3.Section 2.2(d) of the Loan Agreement is hereby amended and restated in its entirety to read as follows:
(d)    Interest Payments. Interest due on the Advances is payable in arrears on the 10th calendar day of each month. After an Event of Default, Lender may debit Borrower’s Account, as defined in 2.2(c), for principal and interest payments owing or any amounts Borrower owes Lender. Payments received after 12:00 noon Pacific time are considered received at the opening of business on the next Business Day. When a payment is due on a day that is not a Business Day, the payment is due the next Business Day.

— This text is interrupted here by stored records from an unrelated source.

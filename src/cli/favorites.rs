use crate::{
    cli::{
        PAGE_SIZE, albums::print_albums, artists::print_artists, check, open_session, report_status,
        search::print_playlists, tracks::print_items,
    },
    error,
    tidal::{FavoriteKind, favorites},
};

/// Lists favorites of one kind, or adds / removes one.
pub async fn favorites(kind: FavoriteKind, add: Vec<String>, remove: Option<String>) {
    let mut session = open_session(false).await;

    if !add.is_empty() {
        match favorites::add_favorites(&mut session, kind, &add).await {
            Ok(status) => report_status(&format!("Adding {} favorite {}", add.len(), kind), status),
            Err(e) => error!("Cannot add favorites. Err: {}", e),
        }
        return;
    }

    if let Some(id) = remove {
        match favorites::delete_favorite(&mut session, kind, &id).await {
            Ok(status) => report_status(&format!("Removing favorite {}", id), status),
            Err(e) => error!("Cannot remove favorite {}. Err: {}", id, e),
        }
        return;
    }

    let content = match favorites::get_favorites(&mut session, kind, PAGE_SIZE, 0).await {
        Ok(c) => c,
        Err(e) => error!("Cannot load favorite {}. Err: {}", kind, e),
    };
    if !check(&content) {
        return;
    }

    match kind {
        FavoriteKind::Albums => print_albums(content.albums()),
        FavoriteKind::Artists => print_artists(content.artists()),
        FavoriteKind::Tracks | FavoriteKind::Videos => print_items(content.items()),
        FavoriteKind::Playlists => print_playlists(content.playlists()),
    }
}
use serde_json::Value;

use crate::{
    error::Result,
    management::ContentAggregate,
    tidal::{
        fetch::{self, Nesting, api},
        session::Session,
        status::RequestContext,
        transport::Method,
    },
    types::{Item, Mix},
};

/// Retrieves the tracks and videos of a mix.
///
/// Mixes are generated server-side and are not paged; the whole list comes
/// back in one answer. Entries without an item are skipped.
///
/// # Arguments
///
/// * `session` - Session used for the request (demo sessions work)
/// * `mix_id` - Id of the mix, e.g. from [`get_user_mixes`] or an artist mix
///
/// # Returns
///
/// Returns a `Result` containing:
/// - `Ok(ContentAggregate)` - The items in the item container, or the domain
///   status and message of the failed call
/// - `Err(Error)` - Authentication, transport or parse failure
///
/// # Example
///
/// ```rust,ignore
/// let content = mixes::get_mix_items(&mut session, "0123456789abcdef").await?;
/// for item in content.items() {
///     println!("{}", item.title);
/// }
/// ```
pub async fn get_mix_items(session: &mut Session, mix_id: &str) -> Result<ContentAggregate> {
    let request = api(session, Method::Get, &format!("mixes/{}/items", mix_id));

    fetch::fetch(
        session,
        request,
        RequestContext::General,
        mix_id,
        |content, document| fetch::push_page::<Item>(content, document, "items", Nesting::Under("item")),
    )
    .await
}

/// Retrieves the mixes generated for the logged-in user.
///
/// The mixes come from the "My Mixes" page of the user's collection. The
/// first module of the page that carries a paged list supplies the records
/// and the paging fields.
///
/// # Arguments
///
/// * `session` - Session with a user login
///
/// # Returns
///
/// Returns a `Result` containing:
/// - `Ok(ContentAggregate)` - The mixes in the mix container, or the domain
///   status and message of the failed call
/// - `Err(Error)` - Authentication, transport or parse failure
///
/// # Example
///
/// ```rust,ignore
/// let content = mixes::get_user_mixes(&mut session).await?;
/// for mix in content.mixes() {
///     println!("{} {}", mix.id, mix.title.as_deref().unwrap_or(""));
/// }
/// ```
pub async fn get_user_mixes(session: &mut Session) -> Result<ContentAggregate> {
    let user_id = session.user_id()?;
    let request = api(session, Method::Get, "pages/my_collection_my_mixes").query("deviceType", "BROWSER");

    fetch::fetch(
        session,
        request,
        RequestContext::General,
        &user_id.to_string(),
        |content, document| match paged_list(document) {
            Some(list) => fetch::push_page::<Mix>(content, list, "items", Nesting::Flat),
            None => Ok(()),
        },
    )
    .await
}

/// First `pagedList` found in the rows and modules of a page document.
fn paged_list(page: &Value) -> Option<&Value> {
    page["rows"]
        .as_array()?
        .iter()
        .filter_map(|row| row["modules"].as_array())
        .flatten()
        .map(|module| &module["pagedList"])
        .find(|list| list.is_object())
}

4.Section 4.1 of the Loan Agreement is hereby amended and restated in its entirety to read as follows:
4.1    Grant of Security Interest. Borrower grants to Lender a continuing security interest in the Collateral to secure all Lender Obligations and performance of Borrower’s duties under the Loan Documents. Except for Permitted Liens and subject to Permitted Perfection Limitations, Borrower shall cause Lender to have a first priority security interest in the Collateral. If this Agreement is terminated, Lender’s lien and security interest in the Collateral will continue until Borrower fully satisfies its obligations under this Agreement (other than indemnities that are unliquidated and survive termination). If Borrower shall, at any time, acquire a commercial tort claim in excess of $1,000,000, Borrower shall promptly (but in any event no later than the date that the next Compliance Certificate is required to be delivered pursuant to Exhibit A) notify Lender in writing of the details thereof and grant to Lender in such writing a security interest therein and in the proceeds thereof, all upon the terms of this Agreement, with such writing to be in form and substance satisfactory to Lender. Borrower authorizes Lender to file financing statements with all appropriate jurisdictions as Lender deems appropriate in order to perfect or protect Lender’s interest in the Collateral.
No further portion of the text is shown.